In a normal eye, a protein called retinoschisin, or RS1, is secreted from retinal cells to hold the layers of the retina together. Those with RS do not have a functional RS1 protein. RS can cause total vision loss later in life due associated complications, such as choroidal sclerosis, vitreous hemorrhage and retinal detachment.
To combat RS, scientists from the University of Florida Genetics Institute, in Gainesville, Fla., injected a normal version of the human RS1 gene into the sub-retinal space of the right eyes of 15-day-old mice that lacked the normal glue-like gene.
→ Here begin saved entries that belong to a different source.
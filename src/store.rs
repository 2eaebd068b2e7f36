//! Store trait definition for parameter store integrations.
//!
//! This module defines the [`ParameterStore`] trait: a single paged
//! `GetParametersByPath` request. Pagination, prefix stripping and failure
//! policy live in [`fetch`](crate::fetch) so every store shares them.

use crate::config::FetchOptions;
use crate::{Parameter, Result};
use async_trait::async_trait;

/// One page request against a store.
#[derive(Debug, Clone, PartialEq, Eq)]
pub struct PageRequest {
    /// Normalized path (always ends with `/`)
    pub path: String,
    /// Descend into nested paths
    pub recursive: bool,
    /// Decrypt `SecureString` values
    pub with_decryption: bool,
    /// Maximum items in the returned page
    pub max_results: i32,
    /// Continuation token from the previous page
    pub next_token: Option<String>,
}

impl PageRequest {
    /// Builds the first request of a fetch.
    pub fn first(path: impl Into<String>, options: &FetchOptions) -> Self {
        Self {
            path: path.into(),
            recursive: options.recursive,
            with_decryption: options.with_decryption,
            max_results: options.page_size,
            next_token: None,
        }
    }
}

/// One page of results.
#[derive(Debug, Clone, Default, PartialEq)]
pub struct Page {
    /// Parameters with their full names
    pub parameters: Vec<Parameter>,
    /// Present when more results are available
    pub next_token: Option<String>,
}

/// A remote hierarchical parameter store.
///
/// All implementations must be `Send + Sync` so a client can be shared
/// across async tasks.
///
/// # Implementations
///
/// - **SDK-based**: [`AwsParameterStore`](crate::backends::aws::AwsParameterStore)
/// - **Testing**: [`MockParameterStore`](crate::backends::mock::MockParameterStore)
///   with page chunking and error injection
#[async_trait]
pub trait ParameterStore: Send + Sync {
    /// Returns the store name (e.g. "ssm", "mock").
    fn name(&self) -> &str;

    /// Fetches a single page of parameters under `request.path`.
    ///
    /// # Errors
    ///
    /// Returns [`ParamStoreError::Request`](crate::ParamStoreError::Request)
    /// carrying the provider error code when the request fails.
    async fn get_parameters_by_path_page(&self, request: &PageRequest) -> Result<Page>;
}

#[cfg(test)]
mod tests {
    use super::*;

    #[test]
    fn test_first_request_follows_options() {
        let options = FetchOptions {
            page_size: 4,
            recursive: false,
            ..Default::default()
        };
        let request = PageRequest::first("/app/", &options);

        assert_eq!(request.path, "/app/");
        assert_eq!(request.max_results, 4);
        assert!(!request.recursive);
        assert!(request.with_decryption);
        assert_eq!(request.next_token, None);
    }
}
Their untreated left eyes were used as controls. The extent of RS in the mice was about equal to the state of the disease development in a 10-year-old boy.
On six-month follow-up, results showed:
The treated eyes appeared healthy, while the untreated eyes had cyst formation.
RS1 restored rod- and cone-mediated ERG responses.
Injection of the healthy human gene restored normal retinal distribution of RS1 and corrected retinal structure defects.
The changes seen in the retinal structures appeared long-lasting.
Retinal layers remained connected in treated eyes.
When may a treatment become clinically available? It may take two to five years before we try this in human patients because of the need for safety studies, says William Hauswirth, Ph.D., one of the researchers and professor of molecular genetics and microbiology. But we feel, based on success so far, we will be able to provide formal evidence for safety that will allow us to get treatment into the clinic.
Min, SH, Molday, LL, Seeliger, MW, et al. Prolonged recovery of retinal structure/function after gene therapy in an Rs1h-deficient mouse model of X-linked juvenile retinoschisis. Mol Ther 2005 Jul 15;1-8.